27th October 2016
A report launched by SAMH (Scottish Association for Mental Health) today found that the assessment process for Personal Independence Payment is not adequately designed for people with mental health problems, despite it being the most common reason people claim.
This report contributes to the Scottish Government consultation on social security in Scotland, due to end this Friday. The consultation will inform the creation of a Scottish Social Security system to manage newly-devolved powers over benefits for disabled and unwell people. Personal Independence Payment (PIP) is currently the responsibility of the UK government but will soon be devolved to the Scottish Government.
To shape the report SAMH spoke to service users and service managers about their experiences of the transition from Disability Living Allowance (DLA) to Personal Independence Payment (PIP).
Some individuals reported facing negative and stigmatising attitudes from some assessors who don’t consider their mental ill health as they would physical health:
One individual said: “I got told that my conditions don’t impact on my life. I go to bed at night crying, praying that I don’t wake up. I’ve lost my house, and this has no impact on my life?”
The report highlights people’s struggles with the application form and face to face medical assessments that do not adequately assess the impact of mental health, with a focus on physical functionality. The assessment often has a negative and long term impact on people’s mental health.

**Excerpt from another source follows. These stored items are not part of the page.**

// Licensed under the Apache-2.0 license

//! Resume from deep sleep into a wake stub kept in RTC fast memory.

use crate::rom::RomEnv;
use crc::{Crc, CRC_32_ISO_HDLC};
use romtime::{RomError, RomResult};

/// RTC store register holding the wake stub entry point.
pub const RTC_STORE_WAKE_ENTRY: usize = 6;
/// RTC store register holding the CRC of RTC fast memory.
pub const RTC_STORE_WAKE_CRC: usize = 7;

pub const RTC_MEMORY_CRC: Crc<u32> = Crc::<u32>::new(&CRC_32_ISO_HDLC);

const CHUNK: usize = 256;

pub struct DeepSleepResume;

impl DeepSleepResume {
    /// Checks the wake stub left behind before deep sleep and returns its
    /// entry point.
    pub fn try_resume(env: &mut RomEnv) -> RomResult<u32> {
        if env.efuses.dis_rtc_ram_boot() {
            return Err(RomError::DEEP_SLEEP_DISABLED);
        }
        let entry = env.soc.rtc_store(RTC_STORE_WAKE_ENTRY);
        let expected = env.soc.rtc_store(RTC_STORE_WAKE_CRC);
        if entry == 0 || !env.memory_map.is_executable(entry) {
            return Err(RomError::DEEP_SLEEP_INVALID_ENTRY);
        }

        let rtc = env.memory_map.rtc_fast;
        let mut digest = RTC_MEMORY_CRC.digest();
        let mut chunk = [0u8; CHUNK];
        let mut offset = 0;
        while offset < rtc.size {
            let n = (rtc.size - offset).min(CHUNK as u32) as usize;
            env.bus
                .read(rtc.start + offset, &mut chunk[..n])
                .map_err(|_| RomError::DEEP_SLEEP_READ_FAILED)?;
            digest.update(&chunk[..n]);
            offset += n as u32;
        }
        if digest.finalize() != expected {
            return Err(RomError::DEEP_SLEEP_CRC_MISMATCH);
        }
        Ok(entry)
    }
}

Billy Watson SAMH Chief Executive said:
“We welcome the opportunity to contribute to the Scottish Governments consultation on social security. Our report highlights some of the critical flaws of the current process and the impact this can have on people’s mental health.

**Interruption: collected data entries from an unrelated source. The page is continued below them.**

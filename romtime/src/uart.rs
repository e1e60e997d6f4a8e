// Licensed under the Apache-2.0 license

use crate::static_ref::StaticRef;
use tock_registers::interfaces::{Readable, Writeable};
use tock_registers::registers::{ReadOnly, ReadWrite};
use tock_registers::{register_bitfields, register_structs};

pub const UART0_BASE: StaticRef<UartRegisters> =
    unsafe { StaticRef::new(0x6000_0000 as *const UartRegisters) };

/// APB clock feeding the UART divider.
pub const UART_CLK_HZ: u32 = 40_000_000;
const TX_FIFO_SIZE: u32 = 128;

register_structs! {
    pub UartRegisters {
        (0x000 => fifo: ReadWrite<u32, FIFO::Register>),
        (0x004 => _reserved0),
        (0x014 => clkdiv: ReadWrite<u32, CLKDIV::Register>),
        (0x018 => _reserved1),
        (0x01C => status: ReadOnly<u32, STATUS::Register>),
        (0x020 => @END),
    }
}

register_bitfields![u32,
    FIFO [
        RXFIFO_RD_BYTE OFFSET(0) NUMBITS(8) [],
    ],
    CLKDIV [
        CLKDIV OFFSET(0) NUMBITS(12) [],
        FRAG OFFSET(20) NUMBITS(4) [],
    ],
    STATUS [
        RXFIFO_CNT OFFSET(0) NUMBITS(10) [],
        TXFIFO_CNT OFFSET(16) NUMBITS(10) [],
    ],
];

pub struct Uart {
    registers: StaticRef<UartRegisters>,
}

impl Uart {
    pub const fn new(registers: StaticRef<UartRegisters>) -> Self {
        Uart { registers }
    }

    pub fn rx_count(&self) -> u32 {
        self.registers.status.read(STATUS::RXFIFO_CNT)
    }

    pub fn read_byte(&self) -> Option<u8> {
        if self.rx_count() == 0 {
            return None;
        }
        Some(self.registers.fifo.read(FIFO::RXFIFO_RD_BYTE) as u8)
    }

    pub fn write_byte(&self, byte: u8) {
        while self.registers.status.read(STATUS::TXFIFO_CNT) >= TX_FIFO_SIZE - 1 {}
        self.registers.fifo.set(byte as u32);
    }

    pub fn write_bytes(&self, bytes: &[u8]) {
        for &b in bytes {
            self.write_byte(b);
        }
    }

    /// Programs the fractional divider for `baud` from a `clk_hz` source.
    pub fn set_baud_rate(&self, clk_hz: u32, baud: u32) {
        let (div, frag) = baud_divider(clk_hz, baud);
        self.registers
            .clkdiv
            .write(CLKDIV::CLKDIV.val(div) + CLKDIV::FRAG.val(frag));
    }
}

/// Integer and 1/16th fractional parts of `clk_hz / baud`.
pub fn baud_divider(clk_hz: u32, baud: u32) -> (u32, u32) {
    let baud = baud.max(1);
    let div16 = ((clk_hz as u64) << 4) / baud as u64;
    ((div16 >> 4) as u32, (div16 & 0xf) as u32)
}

I hope that the insight from the people who use SAMH services across Scotland can inform a new, more human rights based approach to providing social security.
Jeane Freeman MSP, Minister for Social Security said:
“For the last three months I have been around the whole country, listening to people reporting some harrowing and demeaning experiences with the current UK Government benefits system. I’m grateful to SAMH for the valuable work they’ve undertaken in highlighting the issues that people with mental health problems can face when applying for disability benefits.

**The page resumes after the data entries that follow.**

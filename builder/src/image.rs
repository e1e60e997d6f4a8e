// Licensed under the Apache-2.0 license

use anyhow::{anyhow, bail, Context, Result};
use c3_config::ESP32C3_MEMORY_MAP;
use c3_image::{
    checksum_offset, checksum_update, ChipId, ExtendedHeader, FlashSize, ImageHeader, SpiConfig,
    SpiMode, SpiSpeed, CHECKSUM_SEED, IMAGE_MAGIC, MAX_SEGMENTS, WP_PIN_DISABLED,
};
use elf::abi::PT_LOAD;
use elf::endian::AnyEndian;
use elf::ElfBytes;
use sha2::{Digest, Sha256};
use zerocopy::little_endian::{U16, U32};
use zerocopy::IntoBytes;

#[derive(Debug, Clone, PartialEq, Eq)]
pub struct Segment {
    pub load_addr: u32,
    pub data: Vec<u8>,
}

/// Builds application images in the layout flash boot expects: image
/// header, extended header, segments, checksum byte at the end of a 16-byte
/// line, optional SHA-256 digest.
#[derive(Debug, Clone)]
pub struct ImageBuilder {
    entry: u32,
    segments: Vec<Segment>,
    spi_mode: SpiMode,
    spi_speed: SpiSpeed,
    flash_size: FlashSize,
    chip_id: ChipId,
    wp_pin: u8,
    hash_appended: bool,
}

impl ImageBuilder {
    pub fn new(entry: u32) -> Self {
        ImageBuilder {
            entry,
            segments: Vec::new(),
            spi_mode: SpiMode::Dio,
            spi_speed: SpiSpeed::Mhz80,
            flash_size: FlashSize::Mb4,
            chip_id: ChipId::Esp32C3,
            wp_pin: WP_PIN_DISABLED,
            hash_appended: false,
        }
    }

    /// Builder seeded from the loadable program headers of an ELF file.
    pub fn from_elf(bytes: &[u8]) -> Result<Self> {
        let elf_file = ElfBytes::<AnyEndian>::minimal_parse(bytes).context("parsing ELF")?;
        let entry = u32::try_from(elf_file.ehdr.e_entry).context("entry point above 4 GiB")?;
        let phdrs = elf_file
            .segments()
            .ok_or_else(|| anyhow!("ELF has no program headers"))?;
        let mut builder = ImageBuilder::new(entry);
        for phdr in phdrs.iter().filter(|p| p.p_type == PT_LOAD && p.p_filesz != 0) {
            let load_addr = u32::try_from(phdr.p_paddr).context("load address above 4 GiB")?;
            let data = elf_file
                .segment_data(&phdr)
                .with_context(|| format!("reading segment at 0x{load_addr:08x}"))?;
            log::debug!("ELF segment 0x{load_addr:08x} len 0x{:x}", data.len());
            builder = builder.segment(load_addr, data.to_vec());
        }
        builder.segments.sort_by_key(|s| s.load_addr);
        Ok(builder)
    }

    pub fn segment(mut self, load_addr: u32, data: Vec<u8>) -> Self {
        self.segments.push(Segment { load_addr, data });
        self
    }

    pub fn spi_mode(mut self, mode: SpiMode) -> Self {
        self.spi_mode = mode;
        self
    }

    pub fn spi_speed(mut self, speed: SpiSpeed) -> Self {
        self.spi_speed = speed;
        self
    }

    pub fn flash_size(mut self, size: FlashSize) -> Self {
        self.flash_size = size;
        self
    }

    pub fn chip_id(mut self, chip_id: ChipId) -> Self {
        self.chip_id = chip_id;
        self
    }

    pub fn wp_pin(mut self, wp_pin: u8) -> Self {
        self.wp_pin = wp_pin;
        self
    }

    pub fn hash_appended(mut self, hash_appended: bool) -> Self {
        self.hash_appended = hash_appended;
        self
    }

    pub fn entry(&self) -> u32 {
        self.entry
    }

    pub fn segments(&self) -> &[Segment] {
        &self.segments
    }

    pub fn build(&self) -> Result<Vec<u8>> {
        if self.segments.len() > MAX_SEGMENTS {
            bail!(
                "{} segments, the ROM loads at most {MAX_SEGMENTS}",
                self.segments.len()
            );
        }
        let map = &ESP32C3_MEMORY_MAP;
        for segment in &self.segments {
            if !map.is_loadable(segment.load_addr, segment.data.len() as u32) {
                bail!(
                    "segment 0x{:08x}+0x{:x} is not in RAM the ROM may load",
                    segment.load_addr,
                    segment.data.len()
                );
            }
        }
        if !map.is_executable(self.entry) {
            log::warn!("entry 0x{:08x} is not executable; flash boot will reject it", self.entry);
        }

        let header = ImageHeader {
            magic: IMAGE_MAGIC,
            segment_count: self.segments.len() as u8,
            spi_mode: self.spi_mode as u8,
            spi_config: SpiConfig::new(self.spi_speed, self.flash_size),
            entry: U32::new(self.entry),
        };
        let extended = ExtendedHeader {
            wp_pin: self.wp_pin,
            chip_id: U16::new(self.chip_id.into()),
            hash_appended: self.hash_appended as u8,
            ..Default::default()
        };
        let mut image = header.as_bytes().to_vec();
        image.extend_from_slice(extended.as_bytes());

        let mut checksum = CHECKSUM_SEED;
        for segment in &self.segments {
            // segment lengths stay word multiples
            let mut data = segment.data.clone();
            data.resize(data.len().next_multiple_of(4), 0);
            image.extend_from_slice(&segment.load_addr.to_le_bytes());
            image.extend_from_slice(&(data.len() as u32).to_le_bytes());
            checksum = checksum_update(checksum, &data);
            image.extend_from_slice(&data);
        }
        image.resize(checksum_offset(image.len()), 0);
        image.push(checksum);
        if self.hash_appended {
            let digest = Sha256::digest(&image);
            image.extend_from_slice(&digest);
        }
        Ok(image)
    }
}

“Mental health can impact on people’s lives in many ways, including their ability to engage with benefits and other entitlements and support. I am committed to designing and building a social security system that fully recognises and addresses that and ensures people are treated with dignity and respect.
“There are only a few days left to respond to our social security consultation and I would encourage anyone who has views on how the future system should support people to make their voice heard.”
Paul Spicker, Emeritus Professor of Public Policy at Robert Gordon University said:
"When these benefits were first introduced, Parliament was told that it was not just a matter of money, but of dignity. We need now to rebuild benefits, to protect ourselves and others in circumstances that can happen to any of us."